There are several interfaces inside GLFW. Each interface has its own area of responsibility and its own naming conventions.

Public interface

The most well-known is the public interface, described in the glfw3.h header file. This is implemented in source files shared by all platforms and these files contain no platform-specific code. This code usually ends up calling the platform and internal interfaces to do the actual work.

The public interface uses the OpenGL naming conventions except with GLFW and glfw instead of GL and gl. For struct members, where OpenGL sets no precedent, it use headless camel case.

Examples: glfwCreateWindow, GLFWwindow, GLFW_RED_BITS

Native interface

The native interface is a small set of publicly available but platform-specific functions, described in the glfw3native.h header file and used to gain access to the underlying window, context and (on some platforms) display handles used by the platform interface.

The function names of the native interface are similar to those of the public interface, but embeds the name of the interface that the returned handle is from.

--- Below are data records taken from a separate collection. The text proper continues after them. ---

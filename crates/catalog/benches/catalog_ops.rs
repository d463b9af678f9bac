use criterion::{black_box, criterion_group, criterion_main, BenchmarkId, Criterion, Throughput};

use ordertally_catalog::{BucketSet, Catalog, OrderLine};
use ordertally_core::{OrderId, ProductId};

fn line(total: i64) -> OrderLine {
    OrderLine {
        distributor: 12,
        date: "2024-01-01".to_string(),
        order: OrderId::new(500),
        description: "Widget, BrandX, 12ct".to_string(),
        total,
        price: 1.25,
    }
}

fn parsed_batch(n: i64) -> Vec<(ProductId, OrderLine)> {
    (0..n).map(|i| (ProductId::new(1000 + i), line(10))).collect()
}

fn bench_bulk_insert(c: &mut Criterion) {
    let mut group = c.benchmark_group("bulk_insert");
    for size in [100i64, 1_000, 10_000] {
        group.throughput(Throughput::Elements(size as u64));
        group.bench_with_input(BenchmarkId::from_parameter(size), &size, |b, &size| {
            let batch = parsed_batch(size);
            b.iter(|| {
                let mut catalog = Catalog::new(BucketSet::received_used());
                catalog.bulk_insert(black_box(batch.clone()));
                catalog
            });
        });
    }
    group.finish();
}

fn bench_scan_throughput(c: &mut Criterion) {
    let mut catalog = Catalog::new(BucketSet::received_used());
    catalog.bulk_insert(parsed_batch(1_000));

    c.bench_function("apply_scan", |b| {
        let mut unit = 0u32;
        b.iter(|| {
            unit = unit.wrapping_add(1) % 100;
            catalog.apply_scan(black_box("received"), ProductId::new(1500), black_box(unit))
        });
    });
}

fn bench_closure_sweep(c: &mut Criterion) {
    let mut catalog = Catalog::new(BucketSet::received_used());
    catalog.bulk_insert(parsed_batch(1_000));
    for (product, _) in parsed_batch(1_000) {
        for unit in 1..=10 {
            catalog.apply_scan("received", product, unit);
            catalog.apply_scan("used", product, unit);
        }
    }

    c.bench_function("closure_sweep_1000_rows", |b| {
        b.iter(|| {
            catalog
                .rows()
                .filter(|(_, row)| black_box(row).is_closed())
                .count()
        });
    });
}

criterion_group!(
    benches,
    bench_bulk_insert,
    bench_scan_throughput,
    bench_closure_sweep
);
criterion_main!(benches);
//! Configuration-time enumeration of classification buckets.

use serde::{Deserialize, Serialize};

use ordertally_core::{DomainError, DomainResult};

/// Ordered set of bucket names tracked per ledger row.
///
/// The first name is the *intake* bucket: units enter the ledger there, and
/// [`crate::Classification::remove`] keeps it at least as large as every
/// other bucket.
#[derive(Debug, Clone, PartialEq, Eq, Serialize, Deserialize)]
pub struct BucketSet {
    names: Vec<String>,
}

impl BucketSet {
    /// Build a bucket set from ordered names; the first is the intake bucket.
    pub fn new<I, S>(names: I) -> DomainResult<Self>
    where
        I: IntoIterator<Item = S>,
        S: Into<String>,
    {
        let names: Vec<String> = names.into_iter().map(Into::into).collect();
        if names.is_empty() {
            return Err(DomainError::validation("bucket set cannot be empty"));
        }
        for name in &names {
            if name.trim().is_empty() {
                return Err(DomainError::validation("bucket name cannot be blank"));
            }
        }
        Ok(Self { names })
    }

    /// Two-tier reference deployment: `received` / `used`.
    pub fn received_used() -> Self {
        Self {
            names: vec!["received".to_string(), "used".to_string()],
        }
    }

    /// Five-tier deployment variant.
    pub fn five_tier() -> Self {
        Self {
            names: ["received", "lower", "inter", "high", "academia"]
                .into_iter()
                .map(String::from)
                .collect(),
        }
    }

    /// Name of the intake bucket (always the first configured name).
    pub fn intake(&self) -> &str {
        &self.names[0]
    }

    pub fn names(&self) -> impl Iterator<Item = &str> {
        self.names.iter().map(String::as_str)
    }

    pub fn contains(&self, name: &str) -> bool {
        self.names.iter().any(|n| n == name)
    }

    pub fn len(&self) -> usize {
        self.names.len()
    }

    pub fn is_empty(&self) -> bool {
        self.names.is_empty()
    }
}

Examples: glfwGetX11Window, glfwGetWGLContext

Internal interface

The internal interface consists of utility functions used by all other interfaces. It is shared code implemented in the same shared source files as the public and event interfaces. The internal interface is described in the internal.h header file.

The internal interface is in charge of GLFW's global data, which it stores in a _GLFWlibrary struct named _glfw.

The internal interface uses the same style as the public interface, except all global names have a leading underscore.

Examples: _glfwIsValidContextConfig, _GLFWwindow, _glfw.monitorCount

Platform interface

The platform interface implements all platform-specific operations as a service to the public interface. This includes event processing. The platform interface is never directly called by application code and never directly calls application-provided callbacks. It is also prohibited from modifying the platform-independent part of the internal structs. Instead, it calls the event interface when events interesting to GLFW are received.

The platform interface mostly mirrors those parts of the public interface that needs to perform platform-specific operations on some or all platforms.

The window system bits of the platform API is called through the _GLFWplatform struct of function pointers, to allow runtime selection of platform. This includes the window and context creation, input and event processing, monitor and Vulkan surface creation parts of GLFW. This is located in the global _glfw struct.

Examples: _glfw.platform.createWindow

The timer, threading and module loading bits of the platform API are plain functions with a _glfwPlatform prefix, as these things are independent of what window system is being used.

Examples: _glfwPlatformGetTimerValue

The platform interface also defines structs that contain platform-specific global and per-object state. Their names mirror those of the internal interface, except that an interface-specific suffix is added.

Examples: _GLFWwindowX11, _GLFWcontextWGL

These structs are incorporated as members into the internal interface structs using special macros that name them after the specific interface used. This prevents shared code from accidentally using these members.

Examples: window->win32.handle, _glfw.x11.display

Event interface

The event interface is implemented in the same shared source files as the public interface and is responsible for delivering the events it receives to the application, either via callbacks, via window state changes or both.

The function names of the event interface use a _glfwInput prefix and the ObjectEvent pattern.

Examples: _glfwInputWindowFocus, _glfwInputCursorPos

Static functions

Static functions may be used by any interface and have no prefixes or suffixes. These use headless camel case.

Examples: isValidElementForJoystick

Configuration macros

GLFW uses a number of configuration macros to select at compile time which interfaces and code paths to use. They are defined in the GLFW CMake target.

Configuration macros the same style as tokens in the public interface, except with a leading underscore.